THE TASK. Report all lines below with the word "DependencyError".

Saved data entries
//! Wiring of executors, notifiers, policy, and audit into an orchestrator.

use std::sync::Arc;

use async_trait::async_trait;
use remedy_core::{Notification, NotificationChannel, PolicyConfig};
use remedy_engine::{OrchestratorBuilder, RemediationOrchestrator, load_policy};
use remedy_provider::{DependencyError, Executor, LogExecutor, LogNotifier, Notifier};
use remedy_webhook::{WebhookClient, WebhookExecutor, WebhookNotifier};
use tracing::{info, warn};

use crate::audit_factory::create_audit_sink;
use crate::config::{ExecutorTarget, RemedyConfig};
use crate::error::ServerError;

/// Routes each channel to the webhook or log notifier by its kind.
pub struct ChannelNotifier {
    webhook: WebhookNotifier,
    log: LogNotifier,
}

impl ChannelNotifier {
    pub fn new(webhook: WebhookNotifier) -> Self {
        Self {
            webhook,
            log: LogNotifier,
        }
    }
}

#[async_trait]
impl Notifier for ChannelNotifier {
    async fn notify(
        &self,
        channel: &NotificationChannel,
        notification: &Notification,
    ) -> Result<(), DependencyError> {
        if channel.kind.uses_webhook() {
            self.webhook.notify(channel, notification).await
        } else {
            self.log.notify(channel, notification).await
        }
    }
}

/// Build the executor for one target.
pub fn build_executor(
    name: &str,
    target: &ExecutorTarget,
) -> Result<Arc<dyn Executor>, ServerError> {
    Ok(match target {
        ExecutorTarget::Log => Arc::new(LogExecutor::new(name)),
        ExecutorTarget::Webhook(config) => Arc::new(
            WebhookExecutor::new(name, config.clone())
                .map_err(|e| ServerError::Config(format!("executor {name}: {e}")))?,
        ),
    })
}

/// The policy named by `[policy] path`, or an empty one.
pub fn load_configured_policy(config: &RemedyConfig) -> Result<PolicyConfig, ServerError> {
    match &config.policy.path {
        Some(path) => {
            let policy = load_policy(path)?;
            info!(
                path = %path.display(),
                actions = policy.actions.len(),
                channels = policy.channels.len(),
                "policy loaded"
            );
            Ok(policy)
        }
        None => {
            warn!("no [policy] path configured, starting with an empty catalog");
            Ok(PolicyConfig::default())
        }
    }
}

/// Assemble the orchestrator described by `config`.
pub async fn build_orchestrator(
    config: &RemedyConfig,
) -> Result<RemediationOrchestrator, ServerError> {
    let policy = load_configured_policy(config)?;
    let audit = create_audit_sink(&config.audit).await?;
    info!(backend = ?config.audit.backend, "audit sink initialized");

    let notifications = WebhookClient::new(config.executors.notifications.clone())
        .map_err(|e| ServerError::Config(format!("notification client: {e}")))?;

    let mut builder = OrchestratorBuilder::new()
        .policy(policy)
        .audit(audit)
        .fallback_executor(build_executor("default", &config.executors.default)?)
        .fallback_notifier(Arc::new(ChannelNotifier::new(WebhookNotifier::new(
            notifications,
        ))));
    for (action, target) in &config.executors.actions {
        builder = builder.executor(action.clone(), build_executor(action, target)?);
    }

    Ok(builder.build()?)
}

#[cfg(test)]
mod tests {
    use remedy_core::{ChannelKind, Issue, Severity};
    use remedy_webhook::WebhookConfig;

    use super::*;

    #[tokio::test]
    async fn log_channels_never_need_a_url() {
        let notifier = ChannelNotifier::new(WebhookNotifier::new(
            WebhookClient::new(WebhookConfig::new("")).unwrap(),
        ));
        let channel = NotificationChannel::new("audit-log", ChannelKind::Log);
        let notification = Notification::OutcomeReport {
            request_id: None,
            action: "restart_pod".into(),
            action_severity: Severity::High,
            issue: Issue::new("svc-A/crash", "crash_loop", Severity::High),
            outcome: remedy_core::Outcome::Succeeded,
            detail: None,
        };
        notifier.notify(&channel, &notification).await.unwrap();

        let slack = NotificationChannel::new("ops-slack", ChannelKind::Slack);
        let err = notifier.notify(&slack, &notification).await.unwrap_err();
        assert!(matches!(err, DependencyError::Configuration(_)));
    }

    #[test]
    fn webhook_target_needs_url() {
        let err = build_executor("scale", &ExecutorTarget::Webhook(WebhookConfig::new("")))
            .err()
            .unwrap();
        assert!(err.to_string().contains("executor scale"));
        assert!(build_executor("scale", &ExecutorTarget::Log).is_ok());
    }

    #[tokio::test]
    async fn builds_from_defaults() {
        let orchestrator = build_orchestrator(&RemedyConfig::default()).await.unwrap();
        assert!(orchestrator.catalog().actions().is_empty());
    }

    #[tokio::test]
    async fn builds_with_policy_file() {
        let dir = tempfile::tempdir().unwrap();
        let path = dir.path().join("policy.yaml");
        std::fs::write(
            &path,
            "actions:\n  - name: restart_pod\n    severity: low\n    applicable_categories: [crash_loop]\n",
        )
        .unwrap();
        let mut config = RemedyConfig::default();
        config.policy.path = Some(path);
        let orchestrator = build_orchestrator(&config).await.unwrap();
        assert_eq!(orchestrator.catalog().actions().len(), 1);
    }

    #[test]
    fn sample_deployment_files_are_valid() {
        let root = std::path::Path::new(env!("CARGO_MANIFEST_DIR")).join("../../deploy");
        let config = RemedyConfig::load(&root.join("remedy.toml")).unwrap();
        assert!(matches!(
            config.executors.actions["scale_up_deployment"],
            ExecutorTarget::Webhook(_)
        ));

        let policy = load_policy(&root.join("policy.yaml")).unwrap();
        let catalog = remedy_engine::PolicyCatalog::from_config(&policy).unwrap();
        assert_eq!(catalog.actions().len(), 4);
        assert_eq!(catalog.channels().len(), 3);
    }
}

RESULT.
use remedy_provider::{DependencyError, Executor, LogExecutor, LogNotifier, Notifier};
    ) -> Result<(), DependencyError> {
        assert!(matches!(err, DependencyError::Configuration(_)));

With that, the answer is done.